Stereotype (Penggambaran) seperti ini sangat merugikan Aceh seakan-akan prototype Aceh adalah separatis. Implikasinya orang akan mencurigai setiap perkumpulan yang ada orang Aceh.Terlepas dari itu, buku ini bagus dibaca oleh mereka yang selama ini begitu peduli dengan konflik Aceh. Sering timbul rasa bosan, putus asa, tegang dan lupa tertawa. Lewat buku ini mungkin bisa menjadi penawar dan obat untuk menumbuhkan kembali semangat yang meredup seiring dengan sikap keras pemerintah. Atau setidaknya kita perlu menertawakan diri sendiri karena kita masih waras seperti diinginkan editor buku ini. Aceh tapi nyata!!! Seperti disinggung di awal buku ini (pengantar dari penerbit). Hanya ada dua jenis orang yang tak bisa ketawa, yaitu kalau tidak “sedang sakit” ya “pasti sedang punya niat jahat”.

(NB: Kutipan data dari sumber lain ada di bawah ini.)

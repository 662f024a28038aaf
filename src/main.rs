// SPDX-License-Identifier: MIT OR Apache-2.0
// Copyright (c) 2025 trflow contributors

//! trflow - test-run task graph builder
//!
//! Compile test requests into ordered task graphs and resolve their dynamic
//! dependencies.

use clap::Parser;
use miette::Result;
use tracing_subscriber::{layer::SubscriberExt, util::SubscriberInitExt};

use trflow::cli::{Cli, Commands};

fn main() -> Result<()> {
    let cli = Cli::parse();

    // Initialize tracing; stdout is reserved for command output
    let default_filter = if cli.verbose { "trflow=debug" } else { "trflow=info" };
    tracing_subscriber::registry()
        .with(
            tracing_subscriber::EnvFilter::try_from_default_env()
                .unwrap_or_else(|_| default_filter.into()),
        )
        .with(
            tracing_subscriber::fmt::layer()
                .with_target(false)
                .with_writer(std::io::stderr),
        )
        .init();

    if !trflow::utils::should_use_colors() {
        colored::control::set_override(false);
    }

    // Change to specified directory if provided
    if let Some(ref dir) = cli.directory {
        std::env::set_current_dir(dir).map_err(|e| {
            miette::miette!("Failed to change to directory '{}': {}", dir.display(), e)
        })?;
    }

    // Dispatch to command handlers
    match cli.command {
        Commands::Build {
            request,
            format,
            output,
        } => trflow::cli::build::run(request, format, output, cli.verbose),
        Commands::Graph {
            request,
            format,
            compiled,
        } => trflow::cli::graph::run(request, format, compiled, cli.verbose),
        Commands::Validate { request, compiled } => {
            trflow::cli::validate::run(request, compiled, cli.verbose)
        }
        Commands::Resolve {
            graph,
            store,
            task,
            format,
        } => trflow::cli::resolve::run(graph, store, task, format, cli.verbose),
    }
}
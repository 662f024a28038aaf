// SPDX-License-Identifier: MIT OR Apache-2.0
// Copyright (c) 2025 trflow contributors

//! Dependency resolution
//!
//! Late-binds values from the injectable store into a compiled graph. Reads
//! go through the same dot-path primitive as [`Snapshot::get`]; writes edit
//! the receiver's serialized tree and decode it back.

mod inject;
pub mod path;

pub use inject::{inject, inject_dependencies};

use tracing::debug;

use crate::errors::TrflowResult;
use crate::graph::{Task, TaskPayload};
use crate::store::Snapshot;

/// Resolve every dependency a task declares
///
/// Container deps are injected into their container spec, in container
/// order, then payload deps into the payload itself. Stops at the first
/// failure.
pub fn resolve_task(task: &mut Task, snapshot: &Snapshot) -> TrflowResult<()> {
    for container in &mut task.ordered_container_requests {
        debug!(container = %container.dynamic_identifier, "resolving container dependencies");
        inject_dependencies(&mut container.container, snapshot, &container.dynamic_deps)?;
    }

    let Some(payload) = task.payload.as_mut() else {
        return Ok(());
    };

    // Deps are cloned since a whole-message injection may rewrite them.
    let deps = payload.dynamic_deps().to_vec();
    match payload {
        TaskPayload::Provision(provision) => inject_dependencies(provision, snapshot, &deps),
        TaskPayload::Test(test) => inject_dependencies(test, snapshot, &deps),
        TaskPayload::Publish(publish) => inject_dependencies(publish, snapshot, &deps),
    }
}
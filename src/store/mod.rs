// SPDX-License-Identifier: MIT OR Apache-2.0
// Copyright (c) 2025 trflow contributors

//! Injectable store
//!
//! Registry of values produced while a run progresses. Producers register
//! either a plain value or a live [`Shared`] handle they keep mutating; the
//! resolver never reads the registry directly, only the [`Snapshot`] taken by
//! [`InjectableStore::load_injectables`]. Writes (and in-place mutation of a
//! live handle) stay invisible until the next refresh.
//!
//! The store does no locking of its own. An engine that runs tasks
//! concurrently must serialize access to it.

mod snapshot;

pub use snapshot::Snapshot;

use serde::Serialize;
use serde_json::{Map, Value};
use std::collections::BTreeMap;
use std::path::Path;
use std::sync::{Arc, RwLock};
use tracing::debug;

use crate::errors::{TrflowError, TrflowResult};

/// Live, shared handle a producer can keep updating after registration
pub type Shared<T> = Arc<RwLock<T>>;

/// Wrap a value in a [`Shared`] handle
pub fn shared<T>(value: T) -> Shared<T> {
    Arc::new(RwLock::new(value))
}

/// Anything that can be serialized into the snapshot tree on demand
trait LiveValue: Send + Sync {
    fn to_tree(&self) -> Result<Value, String>;
}

impl<T: Serialize + Send + Sync> LiveValue for RwLock<T> {
    fn to_tree(&self) -> Result<Value, String> {
        let guard = self
            .read()
            .map_err(|_| "value lock poisoned by a panicking writer".to_string())?;
        serde_json::to_value(&*guard).map_err(|e| e.to_string())
    }
}

enum Entry {
    /// Aliased value, serialized at every refresh
    Live(Arc<dyn LiveValue>),
    /// Value copied at registration
    Fixed(Value),
}

/// Registry of named values plus the snapshot last taken of it
#[derive(Default)]
pub struct InjectableStore {
    entries: BTreeMap<String, Entry>,
    snapshot: Snapshot,
}

impl InjectableStore {
    pub fn new() -> Self {
        Self::default()
    }

    /// Register a copy of `value` under `key`, replacing any previous entry
    pub fn set<T: Serialize + ?Sized>(&mut self, key: impl Into<String>, value: &T) -> TrflowResult<()> {
        let key = key.into();
        let tree = serde_json::to_value(value).map_err(|e| TrflowError::SnapshotFailed {
            key: key.clone(),
            message: e.to_string(),
        })?;
        debug!(key = %key, "registered injectable");
        self.entries.insert(key, Entry::Fixed(tree));
        Ok(())
    }

    /// Register a live handle under `key`; no copy is made
    pub fn set_shared<T>(&mut self, key: impl Into<String>, handle: &Shared<T>)
    where
        T: Serialize + Send + Sync + 'static,
    {
        let key = key.into();
        debug!(key = %key, "registered live injectable");
        let live: Arc<dyn LiveValue> = handle.clone();
        self.entries.insert(key, Entry::Live(live));
    }

    /// Drop the entry under `key`
    pub fn remove(&mut self, key: &str) -> bool {
        self.entries.remove(key).is_some()
    }

    /// Whether `key` is registered (regardless of snapshot state)
    pub fn contains_key(&self, key: &str) -> bool {
        self.entries.contains_key(key)
    }

    /// Registered keys, sorted
    pub fn keys(&self) -> impl Iterator<Item = &str> {
        self.entries.keys().map(String::as_str)
    }

    pub fn len(&self) -> usize {
        self.entries.len()
    }

    pub fn is_empty(&self) -> bool {
        self.entries.is_empty()
    }

    /// Recompute the snapshot from every registered entry
    pub fn load_injectables(&mut self) -> TrflowResult<&Snapshot> {
        self.snapshot = Snapshot::capture(self)?;
        debug!(entries = self.snapshot.len(), "refreshed injectable snapshot");
        Ok(&self.snapshot)
    }

    /// Snapshot as of the last [`load_injectables`](Self::load_injectables)
    pub fn snapshot(&self) -> &Snapshot {
        &self.snapshot
    }

    /// Resolve a dotted path against the current snapshot
    pub fn get(&self, key: &str) -> TrflowResult<&Value> {
        self.snapshot.get(key)
    }

    /// Load a JSON object of fixed entries and take a snapshot of it
    pub fn from_file(path: &Path) -> TrflowResult<Self> {
        let content = std::fs::read_to_string(path).map_err(|e| TrflowError::FileReadError {
            path: path.to_path_buf(),
            error: e.to_string(),
        })?;

        Self::from_json(&content)
    }

    /// Parse a JSON object of fixed entries and take a snapshot of it
    pub fn from_json(json: &str) -> TrflowResult<Self> {
        let entries = match serde_json::from_str::<Value>(json)? {
            Value::Object(map) => map,
            other => {
                return Err(TrflowError::InvalidStoreFile {
                    found: kind_name(&other).to_string(),
                })
            }
        };

        let mut store = Self::new();
        for (key, value) in entries {
            store.entries.insert(key, Entry::Fixed(value));
        }
        store.load_injectables()?;
        Ok(store)
    }
}

impl Snapshot {
    /// Serialize every entry of `store` into a fresh snapshot
    pub fn capture(store: &InjectableStore) -> TrflowResult<Self> {
        let mut tree = Map::new();
        for (key, entry) in &store.entries {
            let value = match entry {
                Entry::Fixed(value) => value.clone(),
                Entry::Live(live) => live.to_tree().map_err(|message| TrflowError::SnapshotFailed {
                    key: key.clone(),
                    message,
                })?,
            };
            tree.insert(key.clone(), value);
        }
        Ok(Self::from_entries(tree))
    }
}

impl std::fmt::Debug for InjectableStore {
    fn fmt(&self, f: &mut std::fmt::Formatter<'_>) -> std::fmt::Result {
        f.debug_struct("InjectableStore")
            .field("keys", &self.entries.keys().collect::<Vec<_>>())
            .field("snapshot_entries", &self.snapshot.len())
            .finish()
    }
}

fn kind_name(value: &Value) -> &'static str {
    match value {
        Value::Null => "null",
        Value::Bool(_) => "a boolean",
        Value::Number(_) => "a number",
        Value::String(_) => "a string",
        Value::Array(_) => "a sequence",
        Value::Object(_) => "a mapping",
    }
}
// SPDX-License-Identifier: MIT OR Apache-2.0
// Copyright (c) 2025 trflow contributors

//! Build command - compile a test request into a task graph

use colored::Colorize;
use miette::Result;
use std::path::PathBuf;

use super::OutputFormat;
use crate::errors::TrflowError;
use crate::graph::{TestRequest, TestRequestConstructor};

/// Run the build command
pub fn run(request_path: PathBuf, format: OutputFormat, output: Option<PathBuf>, verbose: bool) -> Result<()> {
    let test_request = TestRequest::from_file(&request_path)?;
    let request = TestRequestConstructor::new(&test_request).build();
    let rendered = format.render(&request)?;

    let Some(path) = output else {
        println!("{}", rendered);
        return Ok(());
    };

    std::fs::write(&path, rendered).map_err(|e| TrflowError::FileWriteError {
        path: path.clone(),
        error: e.to_string(),
    })?;

    println!(
        "  {} Wrote {} tasks to {}",
        "✓".green(),
        request.ordered_tasks.len(),
        path.display()
    );

    if verbose {
        for (idx, task) in request.ordered_tasks.iter().enumerate() {
            let required = if task.required { "" } else { " (optional)" };
            println!("    {}. {}{}", idx + 1, task.label(), required.dimmed());
        }
    }

    Ok(())
}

Tetapi, merujuk pada buku ini, orang Aceh masih mampu terlihat tertawa. Orang Aceh masih mampu bergembira-membuat orang lain tertawa lewat protes mereka yang berbentuk humor. Sebenarnya, ketertawaan mereka punya banyak makna. Mereka ingin mengungkap fakta yang sebenarnya tetapi tidak dapat dilakukan. Mereka terkekang. Jalan satu-satunya ya lewat humor.
Di samping membuat orang dapat tertawa juga mereka telah mengungkap sebuah kebenaran. Bagi orang Aceh itu juga bagian dari protes dan perlawanan. Kembali kita teringat ungkapan Mas Gonawan, Aceh memang sejumlah pertanyaan…pertanyaan tentang apa sebuah “indonesia”---ya apa sebenarnya “indonesia” yang hendak dipertahankan!